Design a User Profile and Authentication Schema

Every system is just entities and relationships. Before you think about scale, think about what you're storing and why.

🌱 NoviceScenario

Requirements

Overview

Design the backend data model for a user accounts system that supports both email/password registration and OAuth-based sign-in (e.g., "Sign in with Google"). The system must support a single user account that can be accessed via multiple authentication methods.

Functional Requirements

  • Users can register and sign in with an email address and password
    • Passwords must never be stored in plaintext
  • Users can sign in via OAuth providers (e.g., Google, GitHub)
    • A single user account can link multiple auth methods
    • The same OAuth identity cannot be linked to more than one user account
  • Each user has a profile: display name, bio, and optional avatar URL
  • The system tracks active login sessions
    • Sessions expire after a fixed duration
    • A user can invalidate all active sessions at once (log out everywhere)

What you should design

  • The database schema for user identity and profile data
  • The schema for authentication credentials (email/password and OAuth)
  • The schema for session management
  • Key constraints and any security-relevant schema decisions worth calling out

How to Approach This

The Core Insight

Most candidates model a "User" as one big table with a password_hash column and maybe a google_id column bolted on. That design works until a user wants to link a second auth method — at which point you're adding more nullable columns for every new provider.

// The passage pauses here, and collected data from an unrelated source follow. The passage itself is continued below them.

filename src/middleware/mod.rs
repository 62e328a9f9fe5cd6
//! Middleware del sistema

pub mod cors;

pub use cors::*;
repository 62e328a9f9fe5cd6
//! Repositorios del catálogo
//!
//! Implementaciones del colaborador de persistencia: PostgreSQL (sqlx),
//! Supabase REST y memoria.

pub mod memory_repository;
pub mod supabase_repository;
pub mod vehicle_repository;

pub use memory_repository::InMemoryVehicleRepository;
pub use supabase_repository::SupabaseVehicleRepository;
pub use vehicle_repository::{PgVehicleRepository, VehicleRepository};
//! Cache
//!
//! Este módulo contiene el almacenamiento clave/valor y los borradores
//! del formulario de vehículos.

pub mod cache_config;
pub mod draft_store;
pub mod redis_client;
pub mod store;

pub use cache_config::CacheConfig;
pub use draft_store::{DraftStore, DRAFT_STORAGE_KEY};
pub use redis_client::RedisStore;
pub use store::{KeyValueStore, MemoryStore, StoreError};
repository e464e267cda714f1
//! VerificaBC browser UI

mod app;
mod components;
mod config;
mod pages;
mod style;

use leptos::*;

fn main() {
    console_error_panic_hook::set_once();
    tracing_wasm::set_as_global_default();

    mount_to_body(|| {
        view! {
            <app::App/>
        }
    });
}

The real insight is that identity and authentication are separate concerns. A user record says who you are. An authentication credential says how you prove it. They change for different reasons and at different times: your display name changes when you update your profile; your credentials change when you reset your password or add Google Sign-In. Conflating them into one table treats two independent concepts as one.

The Mental Model

Think of a hotel check-in desk.

When you arrive, the front desk creates a guest record — your name, loyalty number, room preferences. That record is who you are to the hotel. Then separately, they hand you a key card. The key card is a credential: it proves you're authorized to access room 412. If you lose it, they deactivate it and issue a new one without touching your guest record.

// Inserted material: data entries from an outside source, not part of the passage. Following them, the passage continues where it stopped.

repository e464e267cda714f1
//! Real-time verification tab: URL form and result card

use chrono::Utc;
use leptos::*;
use vbc_client::{CheckClient, ClientError};
use vbc_core::content::FORM_HINT;
use vbc_core::datetime::format_date;
use vbc_core::score::score_label;
use vbc_core::{CheckResult, Session, SubmitError, Theme};

use crate::style;

#[component]
pub fn VerificationPage() -> impl IntoView {
    view! {
        <div class="grid gap-6 md:grid-cols-2 items-start">
            <VerificationForm/>
            <VerificationResult/>
        </div>
    }
}

#[component]
fn VerificationForm() -> impl IntoView {
    let session = expect_context::<RwSignal<Session>>();
    let client = expect_context::<StoredValue<Option<CheckClient>>>();
    let theme = expect_context::<RwSignal<Theme>>();

    let submitting = move || session.with(Session::is_submitting);

    let on_submit = move |ev: ev::SubmitEvent| {
        ev.prevent_default();

        // Validation errors are recorded on the session itself
        let Some(Ok(request)) = session.try_update(|s| s.begin_submit()) else {
            return;
        };

        let client = client.get_value();
        spawn_local(async move {
            let outcome = match client {
                Some(client) => client.check(&request).await,
                None => Err(ClientError::InvalidBaseUrl(
                    "no usable API address configured".to_string(),
                )),
            };
            session.update(|s| match s.complete(outcome, Utc::now()) {
                Ok(()) | Err(SubmitError::Request) => {}
                Err(e) => tracing::debug!("Unexpected completion outcome: {}", e),
            });
        });
    };

    let input_class = move || {
        let colors = if theme.get().is_dark() {
            "bg-slate-950/60 border-slate-600 text-slate-50 placeholder:text-slate-500"
        } else {
            "bg-white border-slate-300 text-slate-900 placeholder:text-slate-500"
        };
        format!(
            "w-full rounded-xl pl-8 pr-3 py-2.5 text-xs md:text-sm focus:outline-none focus:ring-2 focus:ring-red-500 focus:border-red-500 border {}",
            colors
        )
    };

    let error_box = move || {
        session.with(|s| s.error().map(str::to_string)).map(|message| {
            let colors = if theme.get().is_dark() {
                "border-red-700 bg-red-950/60 text-red-100"
            } else {
                "border-red-300 bg-red-50 text-red-700"
            };
            view! {
                <div class=format!("rounded-lg px-3 py-2 text-[11px] border {}", colors)>
                    {message}
                </div>
            }
        })
    };

    view! {
        <div class=move || style::sub_card(theme.get())>
            <h2 class=move || style::panel_title(theme.get())>"Analisar URL"</h2>

            <form on:submit=on_submit class="space-y-3">
                <div class="space-y-1.5">
                    <label
                        for="url"
                        class=move || format!("text-[11px] font-medium {}", style::body_text(theme.get()))
                    >
                        "URL recebida"
                    </label>
                    <div class="relative">
                        <span class="absolute left-3 top-1/2 -translate-y-1/2 text-xs text-slate-500">"🔗"</span>
                        <input
                            id="url"
                            type="text"
                            autocomplete="off"
                            placeholder="https://exemplo.com.br/valores-a-receber"
                            class=input_class
                            prop:value=move || session.with(|s| s.input().to_string())
                            on:input=move |ev| {
                                let value = event_target_value(&ev);
                                session.update(|s| s.set_input(value));
                            }
                        />
                    </div>
                </div>

                {error_box}

                <button
                    type="submit"
                    disabled=submitting
                    class="inline-flex w-full items-center justify-center gap-2 rounded-xl bg-red-600 hover:bg-red-700 disabled:bg-slate-500 text-xs md:text-sm font-medium text-white py-2.5 transition-colors shadow-md"
                >
                    {move || submitting().then(|| view! {
                        <span class="w-4 h-4 border-2 border-white/60 border-t-transparent rounded-full animate-spin"></span>
                    })}
                    {move || if submitting() { "Analisando URL..." } else { "Analisar URL" }}
                </button>

                <p class=move || format!("text-[10px] leading-snug {}", style::muted_text(theme.get()))>
                    {FORM_HINT}
                </p>
            </form>
        </div>
    }
}

#[component]
fn VerificationResult() -> impl IntoView {
    let session = expect_context::<RwSignal<Session>>();
    let theme = expect_context::<RwSignal<Theme>>();

    let body = move || {
        let (submitting, result) = session.with(|s| (s.is_submitting(), s.result().cloned()));

        if submitting {
            return view! {
                <div class=format!(
                    "h-full flex flex-col items-center justify-center text-center gap-2 text-[11px] {}",
                    style::body_text(theme.get())
                )>
                    <div class="w-8 h-8 border-2 border-slate-500 border-t-red-500 rounded-full animate-spin"></div>
                    <p>"Rodando motor de regras e IA..."</p>
                </div>
            }
            .into_view();
        }

        match result {
            Some(result) => view! { <ResultDetails result=result/> }.into_view(),
            None => view! {
                <div class=format!(
                    "h-full flex items-center justify-center text-center text-[11px] px-3 {}",
                    style::muted_text(theme.get())
                )>
                    <p>
                        "Nenhuma URL analisada ainda. Cole um link ao lado e clique em "
                        <span class="font-semibold">"“Analisar URL”"</span>
                        " para ver aqui a classificação de risco."
                    </p>
                </div>
            }
            .into_view(),
        }
    };

    view! {
        <div class=move || style::sub_card(theme.get())>
            <h2 class=move || style::panel_title(theme.get())>"Resultado da análise"</h2>
            {body}
        </div>
    }
}

#[component]
fn ResultDetails(result: CheckResult) -> impl IntoView {
    let presentation = result.verdict_class().presentation();
    let score = score_label(result.score);
    let reasons = result.reasons();

    let fields: Vec<(&'static str, String, bool)> = [
        ("URL original: ", result.raw_input.clone(), true),
        ("URL normalizada: ", result.normalized_url.clone(), true),
        ("Domínio base: ", result.domain.clone(), false),
        (
            "Data/hora da análise: ",
            result.submitted_at.as_deref().map(|ts| format_date(Some(ts))),
            false,
        ),
        ("Origem da análise: ", result.source.clone(), false),
    ]
    .into_iter()
    .filter_map(|(name, value, wrap)| value.filter(|v| !v.is_empty()).map(|v| (name, v, wrap)))
    .collect();

    view! {
        <div class=format!("rounded-xl border px-4 py-3 text-xs mt-1 {}", style::tone_frame(presentation.tone))>
            <div class="flex flex-wrap items-center justify-between gap-2 mb-2">
                <div class="flex items-center gap-2">
                    <span class=format!(
                        "inline-flex items-center rounded-full px-2.5 py-0.5 text-[10px] font-semibold {}",
                        style::tone_pill(presentation.tone)
                    )>
                        {presentation.badge}
                    </span>
                    <span class="font-semibold text-[12px]">{presentation.label}</span>
                </div>

                {score.map(|score| view! {
                    <span class="text-[10px] font-medium">
                        "Score de risco: " <span class="font-semibold">{score}</span>
                    </span>
                })}
            </div>

            <p class="text-[11px]">{presentation.description}</p>

            <div class="mt-3 space-y-1 text-[11px]">
                {fields.into_iter().map(|(name, value, wrap)| view! {
                    <p>
                        <span class="font-medium">{name}</span>
                        <span class=if wrap { "break-all" } else { "" }>{value}</span>
                    </p>
                }).collect_view()}
            </div>

            {(!reasons.is_empty()).then(|| view! {
                <div class="mt-3">
                    <p class="text-[11px] font-semibold mb-1">"Motivos identificados:"</p>
                    <ul class="list-disc list-inside space-y-0.5 text-[11px]">
                        {reasons.into_iter().map(|reason| view! { <li>{reason}</li> }).collect_view()}
                    </ul>
                </div>
            })}
        </div>
    }
}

Now imagine you have a corporate card on file. The front desk can also look you up by swiping that card — it maps to the same guest record. You're still the same guest. There are just two ways to prove it's you. And critically: the same corporate card cannot be registered to two different guests. One card, one guest.

That's your schema: a users table (the guest registry), an auth_credentials table (the key cards — one row per authentication method per user), and a sessions table (the active cards currently checked out).

This is the principle from the Data Modeling guide: things that change at different rates and for different reasons belong in different tables. Profile data, auth methods, and active sessions all have independent lifecycles.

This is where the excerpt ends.